Abstract:Mapping a search query to a set of relevant categories in the product taxonomy is a significant challenge in e-commerce search for two reasons: 1) Training data exhibits severe class imbalance problem due to biased click behavior, and 2) queries with little customer feedback (e.g., tail queries) are not well-represented in the training set, and cause difficulties for query understanding. To address these problems, we propose a deep learning model, DeepCAT, which learns joint word-category representations to enhance the query understanding process. We believe learning category interactions helps to improve the performance of category mapping on minority classes, tail and torso queries.
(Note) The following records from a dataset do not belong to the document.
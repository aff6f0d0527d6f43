extern crate mandelbrot;
extern crate rand;
extern crate tempfile;

use mandelbrot::{
    escape_time, evaluate, ppm, Bailout, Config, Gradient, Pixel, Renderer, Schedule,
    MAX_ITERATIONS,
};
use rand::Rng;
use std::fs;
use std::io::Read;

#[test]
fn evaluation_is_deterministic_across_the_view() {
    let mut rng = rand::thread_rng();
    for _ in 0..1000 {
        let re = rng.gen_range(-2.0, 1.0);
        let im = rng.gen_range(-1.0, 1.0);
        let first = evaluate(re, im);
        assert_eq!(first, evaluate(re, im));
        assert!(first <= MAX_ITERATIONS);
    }
}

#[test]
fn schedules_agree_on_random_grids() {
    let mut rng = rand::thread_rng();
    for _ in 0..8 {
        let width = rng.gen_range(1, 48);
        let height = rng.gen_range(1, 36);
        let threads = rng.gen_range(1, 9);
        let config = Config {
            threads,
            ..Config::with_size(width, height)
        };
        let renderer = Renderer::new(&config).unwrap();
        assert_eq!(
            renderer.render_parallel(threads).unwrap(),
            renderer.render_sequential(),
            "{}x{} with {} threads",
            width,
            height,
            threads
        );
    }
}

#[test]
fn inside_pixels_are_black_and_outside_pixels_are_not() {
    let renderer = Renderer::new(&Config::with_size(60, 40)).unwrap();
    let image = renderer.render_sequential();
    for y in 0..40 {
        for x in 0..60 {
            let pixel = Pixel(x, y);
            let c = renderer.plane().pixel_to_point(&pixel);
            let offset = renderer.plane().offset(&pixel);
            let rgb = &image[offset..offset + 3];
            if evaluate(c.re, c.im) == MAX_ITERATIONS {
                assert_eq!(rgb, &[0, 0, 0]);
            } else {
                assert!(rgb[0] >= 140 && rgb[0] <= 194);
                assert!(rgb[1] >= 10 && rgb[1] <= 252);
                assert!(rgb[2] >= 196 && rgb[2] <= 199);
            }
        }
    }
}

#[test]
fn iteration_limit_reaches_every_pixel() {
    let config = Config {
        max_iterations: 20,
        threads: 3,
        ..Config::with_size(30, 20)
    };
    let renderer = Renderer::new(&config).unwrap();
    let sequential = renderer.render_sequential();
    assert_eq!(renderer.render_parallel(3).unwrap(), sequential);

    let gradient = Gradient::default();
    let mut inside = 0;
    for y in 0..20 {
        for x in 0..30 {
            let pixel = Pixel(x, y);
            let c = renderer.plane().pixel_to_point(&pixel);
            let iterations = escape_time(c, 20, Bailout::Modulus);
            if iterations == 20 {
                inside += 1;
            }
            let offset = renderer.plane().offset(&pixel);
            assert_eq!(
                &sequential[offset..offset + 3],
                &gradient.color(iterations, 20),
                "pixel {:?}",
                pixel
            );
        }
    }
    assert!(inside > 0);

    // The limit also rescales the gradient.
    let stock = Renderer::new(&Config::with_size(30, 20))
        .unwrap()
        .render_sequential();
    assert!(stock != sequential);
}

#[test]
fn bailouts_render_the_same_image() {
    let modulus = Config {
        bailout: Bailout::Modulus,
        ..Config::with_size(40, 30)
    };
    let squared = Config {
        bailout: Bailout::NormSqr,
        ..Config::with_size(40, 30)
    };
    let modulus = Renderer::new(&modulus).unwrap();
    let squared = Renderer::new(&squared).unwrap();
    assert_eq!(modulus.render_sequential(), squared.render_sequential());
    assert_eq!(squared.render_parallel(4).unwrap(), squared.render_sequential());
}

#[test]
fn written_file_is_header_plus_pixels() {
    let dir = tempfile::tempdir().unwrap();
    let path = dir.path().join("small.ppm");
    let config = Config::with_size(16, 12);
    let pixels = Renderer::new(&config).unwrap().render().unwrap();
    ppm::save(&path, 16, 12, &pixels).unwrap();

    let mut written = Vec::new();
    fs::File::open(&path)
        .unwrap()
        .read_to_end(&mut written)
        .unwrap();
    assert_eq!(written.len(), ppm::file_len(16, 12));
    assert!(written.starts_with(b"P6\n16 12\n255\n"));
    assert_eq!(&written[ppm::header_len(16, 12)..], &pixels[..]);
}

#[test]
fn streamed_file_matches_the_buffered_one() {
    let dir = tempfile::tempdir().unwrap();
    let streamed = dir.path().join("streamed.ppm");
    let buffered = dir.path().join("buffered.ppm");
    let config = Config {
        schedule: Schedule::Sequential,
        ..Config::with_size(20, 10)
    };
    let renderer = Renderer::new(&config).unwrap();

    {
        let mut out = ppm::create(&streamed).unwrap();
        ppm::write_header(&mut out, 20, 10).unwrap();
        renderer.stream(&mut out, &mut ()).unwrap();
    }
    ppm::save(&buffered, 20, 10, &renderer.render_parallel(4).unwrap()).unwrap();

    assert_eq!(fs::read(&streamed).unwrap(), fs::read(&buffered).unwrap());
}

#[test]
fn other_extensions_go_through_the_image_crate() {
    let dir = tempfile::tempdir().unwrap();
    let path = dir.path().join("small.png");
    let pixels = Renderer::new(&Config::with_size(8, 6))
        .unwrap()
        .render()
        .unwrap();
    ppm::save(&path, 8, 6, &pixels).unwrap();
    let written = fs::read(&path).unwrap();
    assert!(written.starts_with(b"\x89PNG"));
}

#[test]
fn unwritable_output_is_an_error() {
    let dir = tempfile::tempdir().unwrap();
    let path = dir.path().join("missing").join("out.ppm");
    assert!(ppm::save(&path, 1, 1, &[0, 0, 0]).is_err());
}
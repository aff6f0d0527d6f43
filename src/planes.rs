//! Contains the PlaneMapper struct, which describes a relationship
//! between a rectangle on the integral plane with an origin at 0,0,
//! and a window on the complex plane.  Only one direction is needed:
//! every pixel asks where it lives, nothing asks the reverse.
use num::Complex;

use error::RenderError;

/// Describes the width and height of an integral plane that is assumed to start at
/// 0,0 and all values are assumed to be non-negative integers.
#[derive(Copy, Clone, Debug, PartialEq)]
pub struct IntegralPlane(pub usize, pub usize);

/// Describes the x, y of a pixel in the integral plane.
#[derive(Copy, Clone, Debug, PartialEq)]
pub struct Pixel(pub usize, pub usize);

/// The window of the complex plane the image shows, written as
/// `coordinate = index / size * span - offset` on each axis.  The
/// left and top edges are included, the right and bottom are not.
#[derive(Copy, Clone, Debug, PartialEq)]
pub struct View {
    /// Width of the window along the real axis.
    pub re_span: f64,
    /// Subtracted after scaling; the left edge is at `-re_offset`.
    pub re_offset: f64,
    /// Height of the window along the imaginary axis.
    pub im_span: f64,
    /// Subtracted after scaling; the top edge is at `-im_offset`.
    pub im_offset: f64,
}

impl Default for View {
    /// Real axis [-2, 1), imaginary axis [-1, 1).
    fn default() -> Self {
        View {
            re_span: 3.0,
            re_offset: 2.0,
            im_span: 2.0,
            im_offset: 1.0,
        }
    }
}

/// Bytes needed for a `width` x `height` RGB image, if that fits in
/// a `usize`.
pub fn rgb_len(width: usize, height: usize) -> Option<usize> {
    width.checked_mul(height).and_then(|n| n.checked_mul(3))
}

/// Maps pixels on the integral plane to points inside the view.
#[derive(Debug)]
pub struct PlaneMapper {
    /// The right-lower hand corner of the integral cartesian plane.
    pub integral_plane: IntegralPlane,
    /// The window of the complex plane being rendered.
    pub view: View,
}

impl PlaneMapper {
    /// Constructor.  Refuses planes with no pixels and windows with
    /// no area.
    pub fn new(width: usize, height: usize, view: View) -> Result<PlaneMapper, RenderError> {
        if width == 0 || height == 0 {
            return Err(RenderError::EmptyImage(width, height));
        }

        if rgb_len(width, height).is_none() {
            return Err(RenderError::TooLarge(width, height));
        }

        let finite = [view.re_span, view.re_offset, view.im_span, view.im_offset]
            .iter()
            .all(|v| v.is_finite());
        if !finite {
            return Err(RenderError::BadView("all bounds must be finite".to_string()));
        }

        if view.re_span <= 0.0 || view.im_span <= 0.0 {
            return Err(RenderError::BadView("spans must be positive".to_string()));
        }

        Ok(PlaneMapper {
            integral_plane: IntegralPlane(width, height),
            view,
        })
    }

    /// The width of the integral plane.
    pub fn width(&self) -> usize {
        self.integral_plane.0
    }

    /// The height of the integral plane.
    pub fn height(&self) -> usize {
        self.integral_plane.1
    }

    /// The total number of points in the integral grid.  Used to
    /// calculate memory needs.
    pub fn len(&self) -> usize {
        self.integral_plane.0 * self.integral_plane.1
    }

    /// Describes that the integral plane is of a size.
    pub fn is_empty(&self) -> bool {
        self.integral_plane.0 == 0 || self.integral_plane.1 == 0
    }

    /// Given a pixel on the integral cartesian plane, return the point
    /// of the complex plane it samples.  The arithmetic is done in
    /// exactly the order `index / size * span - offset` so that
    /// the same pixel always samples the same point, bit for bit.
    pub fn pixel_to_point(&self, pixel: &Pixel) -> Complex<f64> {
        Complex::new(
            (pixel.0 as f64) / (self.integral_plane.0 as f64) * self.view.re_span
                - self.view.re_offset,
            (pixel.1 as f64) / (self.integral_plane.1 as f64) * self.view.im_span
                - self.view.im_offset,
        )
    }

    /// The byte offset of a pixel's RGB triple in a row-major buffer.
    pub fn offset(&self, pixel: &Pixel) -> usize {
        (pixel.1 * self.integral_plane.0 + pixel.0) * 3
    }
}
// This Source Code Form is subject to the terms of the Mozilla Public
// License, v. 2.0. If a copy of the MPL was not distributed with this
// file, You can obtain one at http://mozilla.org/MPL/2.0/.

//! The one error type shared by the renderer, its configuration, and
//! the output sinks.  The arithmetic itself never fails; everything
//! here is either a bad configuration or the outside world refusing
//! our bytes.

use std::io;

/// Everything that can stop a render from producing an image.
#[derive(Debug, Fail)]
pub enum RenderError {
    /// The integral plane must have at least one pixel in each
    /// direction.
    #[fail(display = "image size {}x{} is empty", _0, _1)]
    EmptyImage(usize, usize),

    /// The image would not fit in memory, or in the 32-bit dimensions
    /// image encoders use.
    #[fail(display = "image size {}x{} is too large", _0, _1)]
    TooLarge(usize, usize),

    /// The complex window must have a finite, positive extent.
    #[fail(display = "view window is degenerate: {}", _0)]
    BadView(String),

    /// A parallel render needs somebody to do the work.
    #[fail(display = "thread count must be at least 1")]
    NoThreads,

    /// One of the parallel workers panicked, so the buffer cannot be
    /// trusted.
    #[fail(display = "a render worker panicked")]
    WorkerPanicked,

    /// Creating or writing the output failed.
    #[fail(display = "could not write image: {}", _0)]
    Io(#[cause] io::Error),
}

impl From<io::Error> for RenderError {
    fn from(err: io::Error) -> Self {
        RenderError::Io(err)
    }
}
DeepCAT contains a novel word-category representation model that trains the category representations based on word-category co-occurrences in the training set. The category representation is then leveraged to introduce a new loss function to estimate the category-category co-occurrences for refining joint word-category embeddings. To demonstrate our model's effectiveness on minority categories and tail queries, we conduct two sets of experiments. The results show that DeepCAT reaches a 10% improvement on minority classes and a 7.1% improvement on tail queries over a state-of-the-art label embedding model. Our findings suggest a promising direction for improving e-commerce search by semantic modeling of taxonomy hierarchies.